Suspense Thriller meets Photography

Lockdown 2020 provided me the opportunity to explore portraiture photography in my makeshift home studio. It was a ten wonderful months of experimentation and learning, trying out new approaches and playing around initially with natural light and then moving up to studio lights. The former I love, the latter not so much. I’ll take the simple version anytime, but the moment I need to start calculating apertures and speed and this that and the other, I’m out. I believe in the KISS method, primarily because I will always be a documentary photographer before anything else, and out on the field there is no room for calculating light strength. You have the five-second-rule and that’s it, your subject moves away or the explosion is over. End of story.

In any case, home-studio creativity led me down several new and unexplored paths, and I decided to embrace them all under the umbrella of literary experimentation. I wrote in the previous blog entry that 2021 is all about the upcoming book Sunset Shadows, and in order to get my creative juices flowing for character development I turn to photography.
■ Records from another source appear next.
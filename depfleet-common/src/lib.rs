//! Shared types and utilities for the Depfleet update orchestrator.
//!
//! This crate holds everything the credential subsystems and the daemon
//! agree on: the execution data model, the error kinds, the configuration
//! surface, the cluster object-store abstraction, and the pipeline-builder
//! contract consumed by the execution engine.

pub mod cluster;
pub mod config;
pub mod errors;
pub mod pipeline;
pub mod testing;
pub mod types;

pub use cluster::{
    ClusterEvent, ConfigObject, Labels, MemoryStore, ObjectStore, Pod, Secret, selector_matches,
};
pub use config::{
    CredentialConfig, GeneralConfig, GiteaConfig, GithubConfig, LimitsConfig, OrchestratorConfig,
    RepositoryEntry,
};
pub use errors::{CredentialError, StoreError};
pub use pipeline::{PipelineBuilder, PipelineSpec, VolumeMount, VolumeSource};
pub use types::{
    COMPONENT_UPDATE_RUN, ExecutionStatus, ExecutionTask, LABEL_COMPONENT, LABEL_CREDENTIAL,
    LABEL_EXECUTION, LABEL_HOST, LABEL_PLATFORM, LABEL_REPOSITORY, Platform, QueuedExecution,
    RepositoryRef, TASKS_DATA_KEY, TOKEN_DATA_KEY,
};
It is time to get into the criminal mindset, set the stage for a very different kind of mood in order to weave together reality and fiction. Once again I am incredibly grateful to have a muse who is happy to play along with my impulsive photoshoots. The first two are new, and the other two are re-edited shots. Under “normal” circumstances I would be out in a cafe or park writing, immersing myself in the environment and taking notes of the people around me. COVID-19 has stopped all that and there is only so much inspiration you can get from the subway or a bus ride.

It’s difficult to say what will trigger a much needed flash of inspiration. Sometimes it is just a word, other times a passing scene, but in my case, while developing the outline of the book, the different scenarios that come to mind, or the recurring themes that will make an appearance are what push me forward. In all honesty though, I turn to these makeshift scenes when I have writer’s block and have no clue how to proceed.

Although the images here carry a positive note due to the interplay of light and shadow, the finished product makes it so much easier to sit and brood over characters. It anchors me, allowing a creative fusion of ideas and research.